Application of Clinical Genetics is a premier open-access journal published by Dove Medical Press Ltd., dedicated to advancing the field of clinical genetics since its inception in 2008. Based in New Zealand, this journal has established itself as a significant resource for researchers, clinicians, and students alike, contributing to the body of knowledge in both genetic medicine and clinical applications. With an impact factor reflecting its contributions to the field, the journal holds positions in the Q2 and Q3 quartiles of the 2023 Genetics categories, showcasing its relevance and scientific merit. Furthermore, it ranks #43 out of 99 in Clinical Genetics and #153 out of 347 in Biochemistry, Genetics, and Molecular Biology, indicating robust performance amongst its peers. The journal’s broad scope, encompassing various aspects of clinical genetics, ensures that it remains at the forefront of critical discussions, innovative research, and applications essential for the progression of personalized medicine. Researchers and professionals are encouraged to explore its openly accessible content that fosters collaboration and the sharing of knowledge in this dynamic and rapidly evolving field.

The American Journal of Human Genetics, published by Cell Press, stands at the forefront of the genetics field, serving as an invaluable resource for researchers, clinicians, and students alike.
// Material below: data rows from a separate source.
//! Item catalog - the fixed set of quiz subjects.

use crate::types::Item;

/// The built-in physique catalog.
pub const PHYSIQUES: &[Item] = &[
    Item::new(
        "Steve Reeves",
        "https://images.unsplash.com/photo-1571019613454-1cb2f99b2d8b?w=400",
        true,
        "Steve Reeves competed in the 1940s-50s, well before steroids were available. His classic physique represents peak natural development.",
    ),
    Item::new(
        "Eugen Sandow",
        "https://images.unsplash.com/photo-1583468982228-19f19164aee2?w=400",
        true,
        "The father of modern bodybuilding from the late 1800s. Achieved incredible development through natural training methods only.",
    ),
    Item::new(
        "Modern Mass Monster",
        "https://images.unsplash.com/photo-1605296867304-46d5465a13f1?w=400",
        false,
        "Extreme muscle mass and conditioning that's virtually impossible to achieve naturally. Clear signs of performance enhancement.",
    ),
    Item::new(
        "Classic Natural",
        "https://images.unsplash.com/photo-1534368270820-9de3d8053204?w=400",
        true,
        "Well-developed physique with proportions and muscle mass achievable through consistent natural training and nutrition.",
    ),
    Item::new(
        "Enhanced Competitor",
        "https://images.unsplash.com/photo-1581009146145-b5ef050c2e1e?w=400",
        false,
        "Extreme vascularity, muscle density, and size that exceeds natural genetic limits. Typical of enhanced athletes.",
    ),
    Item::new(
        "Natural Athlete",
        "https://images.unsplash.com/photo-1556516541-9e44c271ea19?w=400",
        true,
        "Athletic physique with natural proportions and muscle development consistent with natural training methods.",
    ),
    Item::new(
        "Modern Enhanced",
        "https://images.unsplash.com/photo-1574680096145-d05b474e2155?w=400",
        false,
        "Exceptional muscle mass, low body fat, and vascular development that strongly suggests performance enhancement.",
    ),
    Item::new(
        "Classic Natural Build",
        "https://images.unsplash.com/photo-1550345332-09e3ac987658?w=400",
        true,
        "Well-proportioned natural physique with muscle development achievable through dedicated natural training.",
    ),
];

/// Read-only view over a static slice of items.
#[derive(Debug, Clone, Copy, PartialEq, Eq)]
pub struct Catalog {
    items: &'static [Item],
}

impl Catalog {
    pub const fn new(items: &'static [Item]) -> Self {
        Self { items }
    }

    /// The built-in catalog.
    pub const fn physiques() -> Self {
        Self::new(PHYSIQUES)
    }

    pub fn len(&self) -> usize {
        self.items.len()
    }

    pub fn is_empty(&self) -> bool {
        self.items.is_empty()
    }

    pub fn get(&self, index: usize) -> Option<&'static Item> {
        self.items.get(index)
    }

    pub fn items(&self) -> &'static [Item] {
        self.items
    }

    pub fn iter(&self) -> impl Iterator<Item = &'static Item> {
        self.items.iter()
    }
}

impl Default for Catalog {
    fn default() -> Self {
        Self::physiques()
    }
}

#[cfg(test)]
mod tests {
    use super::*;

    #[test]
    fn builtin_catalog_is_non_empty_and_mixed() {
        let catalog = Catalog::physiques();
        assert_eq!(catalog.len(), 8);
        assert!(catalog.iter().any(|item| item.is_natural));
        assert!(catalog.iter().any(|item| !item.is_natural));
    }

    #[test]
    fn builtin_names_are_unique() {
        let catalog = Catalog::physiques();
        for (i, a) in catalog.iter().enumerate() {
            for b in catalog.items()[i + 1..].iter() {
                assert_ne!(a.name, b.name);
            }
        }
    }

    #[test]
    fn get_out_of_range_is_none() {
        let catalog = Catalog::physiques();
        assert!(catalog.get(catalog.len()).is_none());
        assert!(Catalog::new(&[]).is_empty());
    }
}
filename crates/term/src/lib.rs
//! Terminal front end for the quiz.
//!
//! A small rendering layer: [`QuizView`] lays a session snapshot out into a
//! [`FrameBuffer`], and [`TerminalRenderer`] flushes that buffer to the
//! terminal. The view never touches the session; it only reads snapshots.

pub mod fb;
pub mod quiz_view;
pub mod renderer;

pub use natty_core as core;
pub use natty_types as types;

pub use fb::{wrap_text, Cell, CellStyle, FrameBuffer, Rgb};
pub use quiz_view::{rejection_hint, QuizView, Viewport};
pub use renderer::TerminalRenderer;
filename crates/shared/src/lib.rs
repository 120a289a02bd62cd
pub mod domain;
pub mod error;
With ISSN 0002-9297 and E-ISSN 1537-6605, this esteemed journal has been a cornerstone of genetic research since its inception in 1950 and continues to shape the landscape of human genetics as it evolves through 2024. Recognized for its exceptional quality, it holds a prestigious Q1 ranking in both genetics and clinical genetics, highlighting its significance and impact in the scientific community. With Scopus rankings placing it 5th out of 99 in clinical genetics and 20th out of 347 in biochemistry, genetics, and molecular biology, the journal attracts cutting-edge research and groundbreaking discoveries. While the journal maintains a subscription-only model for access, its contributions are critical in advancing our understanding of human genetics, making it a must-read for those dedicated to pushing the boundaries of knowledge in this dynamic field.